A greve dos maquinistas, convocada para exigir o reforço da segurança ferroviária, após declarações do ministro Leitão Amaro, vai paralisar o serviço do Metro do Porto na sexta-feira, tendo efeitos práticos já hoje à noite, anunciou a transportadora.

© Facebook/MetroPorto

“Devido à greve geral convocada pelo SMAQ (Sindicato Nacional dos Maquinistas dos Caminhos de Ferro Portugueses), o Metro do Porto vai encerrar a sua operação mais cedo no dia de hoje, com as últimas partidas a registarem-se entre as 22:00 e as 23:00”, pode ler-se num comunicado hoje publicado pela transportadora.

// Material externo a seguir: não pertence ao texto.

//! Report rendering.

pub mod generator;

pub use generator::*;
//! Configuration file handling.
//!
//! This module handles loading and merging configuration from
//! `.leadlens.toml` files.

use anyhow::{Context, Result};
use leadlens::schema::Schema;
use serde::{Deserialize, Serialize};
use std::path::Path;

/// Default configuration file name.
pub const CONFIG_FILE: &str = ".leadlens.toml";

/// Root configuration structure.
#[derive(Debug, Clone, Default, Serialize, Deserialize)]
pub struct Config {
    /// General settings.
    #[serde(default)]
    pub general: GeneralConfig,

    /// Loader settings.
    #[serde(default)]
    pub loader: LoaderConfig,

    /// Report settings.
    #[serde(default)]
    pub report: ReportConfig,

    /// Value ranges per metric.
    #[serde(default)]
    pub schema: Schema,
}

/// General application settings.
#[derive(Debug, Clone, Default, Serialize, Deserialize)]
pub struct GeneralConfig {
    /// Exit with code 2 when rows are rejected.
    #[serde(default)]
    pub fail_on_rejects: bool,
}

/// Input loading settings.
#[derive(Debug, Clone, Serialize, Deserialize)]
pub struct LoaderConfig {
    /// Maximum files read from an input directory.
    #[serde(default = "default_max_files")]
    pub max_files: usize,
}

impl Default for LoaderConfig {
    fn default() -> Self {
        Self {
            max_files: default_max_files(),
        }
    }
}

fn default_max_files() -> usize {
    1000
}

/// Report generation settings.
#[derive(Debug, Clone, Serialize, Deserialize)]
pub struct ReportConfig {
    /// Include the dataset summary section.
    #[serde(default = "default_true")]
    pub include_summary: bool,

    /// Maximum rejected rows listed individually.
    #[serde(default = "default_max_rejections")]
    pub max_rejections_listed: usize,
}

impl Default for ReportConfig {
    fn default() -> Self {
        Self {
            include_summary: true,
            max_rejections_listed: default_max_rejections(),
        }
    }
}

fn default_true() -> bool {
    true
}

fn default_max_rejections() -> usize {
    20
}

impl Config {
    /// Load configuration from a file path.
    pub fn load(path: &Path) -> Result<Self> {
        let content = std::fs::read_to_string(path)
            .with_context(|| format!("Failed to read config file: {}", path.display()))?;

        let config: Config = toml::from_str(&content)
            .with_context(|| format!("Failed to parse config file: {}", path.display()))?;

        config
            .schema
            .check()
            .with_context(|| format!("Invalid [schema] in config file: {}", path.display()))?;

        Ok(config)
    }

    /// Try to load `.leadlens.toml` from a directory.
    ///
    /// Returns `Ok(None)` if the file doesn't exist, `Err` if it exists but can't be parsed.
    pub fn load_from_dir(dir: &Path) -> Result<Option<Self>> {
        let config_path = dir.join(CONFIG_FILE);

        if config_path.exists() {
            Ok(Some(Self::load(&config_path)?))
        } else {
            Ok(None)
        }
    }

    /// Merge this configuration with CLI arguments.
    ///
    /// CLI arguments take precedence over config file settings.
    pub fn merge_with_args(&mut self, args: &crate::cli::Args) {
        if let Some(max_files) = args.max_files {
            self.loader.max_files = max_files;
        }

        if args.no_summary {
            self.report.include_summary = false;
        }

        // Flags always override
        if args.fail_on_rejects {
            self.general.fail_on_rejects = true;
        }
    }

    /// Generate a default configuration file content.
    pub fn default_toml() -> String {
        toml::to_string_pretty(&Config::default()).unwrap_or_default()
    }
}
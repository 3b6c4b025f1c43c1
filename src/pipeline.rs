//! End-to-end request handling: validate, filter, aggregate.

use crate::analysis::{self, DailyPoint, DailySeriesRequest, DatasetSummary, KpiRequest, RequestError};
use crate::filter::{self, FilterClause, FilterError, FilterSpec};
use crate::models::{KpiResult, RawRow, Rejection};
use crate::schema::{self, Schema, SchemaError};
use serde::{Deserialize, Serialize};
use thiserror::Error;
use tracing::{debug, info};

/// Request-level failures. Per-row problems are never reported here.
#[derive(Debug, Clone, PartialEq, Error)]
pub enum PipelineError {
    #[error("Invalid filter: {0}")]
    InvalidFilter(#[from] FilterError),

    #[error("Invalid KPI request: {0}")]
    InvalidRequest(#[from] RequestError),

    #[error("Invalid schema: {0}")]
    InvalidSchema(#[from] SchemaError),
}

/// Filters and KPIs to evaluate in one call.
#[derive(Debug, Clone, Default, PartialEq, Serialize, Deserialize)]
#[serde(deny_unknown_fields)]
pub struct Query {
    #[serde(default)]
    pub filters: Vec<FilterClause>,
    #[serde(default)]
    pub kpis: Vec<KpiRequest>,
    /// Per-day trend of the filtered records; omitted when `None`.
    #[serde(default, skip_serializing_if = "Option::is_none")]
    pub daily: Option<DailySeriesRequest>,
}

/// Everything handed back to the presentation layer.
#[derive(Debug, Clone, Serialize, Deserialize)]
pub struct Response {
    pub result: KpiResult,
    pub rejected: Vec<Rejection>,
    /// Summary of the records that passed the filter.
    pub summary: DatasetSummary,
    /// Number of valid records before filtering.
    pub valid_records: usize,
    /// Daily trend, empty unless the query asked for one.
    #[serde(default)]
    pub daily: Vec<DailyPoint>,
}

/// Run a query against raw rows.
///
/// The schema, the filter and the KPI requests are checked before any row is
/// validated.
pub fn run(rows: &[RawRow], query: &Query, schema: &Schema) -> Result<Response, PipelineError> {
    schema.check()?;
    let spec = FilterSpec::new(&query.filters)?;
    for request in &query.kpis {
        request.check()?;
    }

    let validation = schema::validate(rows, schema);
    info!(
        "Validated {} rows: {} accepted, {} rejected",
        rows.len(),
        validation.valid.len(),
        validation.rejected.len()
    );

    let filtered = filter::apply(&validation.valid, &spec);
    debug!(
        "Filter with {} clauses kept {} of {} records",
        spec.len(),
        filtered.len(),
        validation.valid.len()
    );

    let result = analysis::compute(&filtered, &query.kpis)?;
    let summary = analysis::summarize(&filtered);
    let daily = match &query.daily {
        Some(request) => {
            analysis::daily_series(&filtered, request.group_by, request.metric.as_deref())
        }
        None => Vec::new(),
    };

    Ok(Response {
        result,
        rejected: validation.rejected,
        summary,
        valid_records: validation.valid.len(),
        daily,
    })
}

Já na sexta-feira, “o serviço do Metro estará interrompido em toda a rede, apenas com circulações muito reduzidas no tronco comum (Senhora da Hora-Estádio do Dragão), durante os horários de ponta”.

O Sindicato Nacional dos Maquinistas dos Caminhos de Ferro Portugueses (SMAQ) disse ter avançado para a greve de sexta-feira face à ausência de clarificação do Governo sobre a relação entre sinistralidade ferroviária e taxa de álcool destes trabalhadores e para exigir condições de segurança adequadas.

Em causa estão as declarações do ministro da Presidência, António Leitão Amaro, após o Conselho de Ministros de 14 de novembro, quando afirmou que “não é muito conhecido, mas Portugal tem o segundo pior desempenho ao nível do número por quilómetro de ferrovia de acidentes que ocorrem” e que tem “um desempenho cerca de sete vezes pior do que a primeira metade dos países europeus”.

O Governo aprovou uma proposta de lei que reforça “as medidas de contraordenação para os maquinistas deste transporte ferroviário, criando uma proibição de condução sob o efeito de álcool”, referiu ainda o ministro.

“Estando Portugal numa das piores situações em termos de nível de acidentes, tem do quadro contraordenacional mais leve e mais baixo da Europa”, rematou então o governante.

No dia em que emitiu o comunicado sobre a greve, o SMAQ adiantou que não obteve qualquer resposta à exigência feita ao ministro para que clarificasse e retificasse publicamente as suas declarações.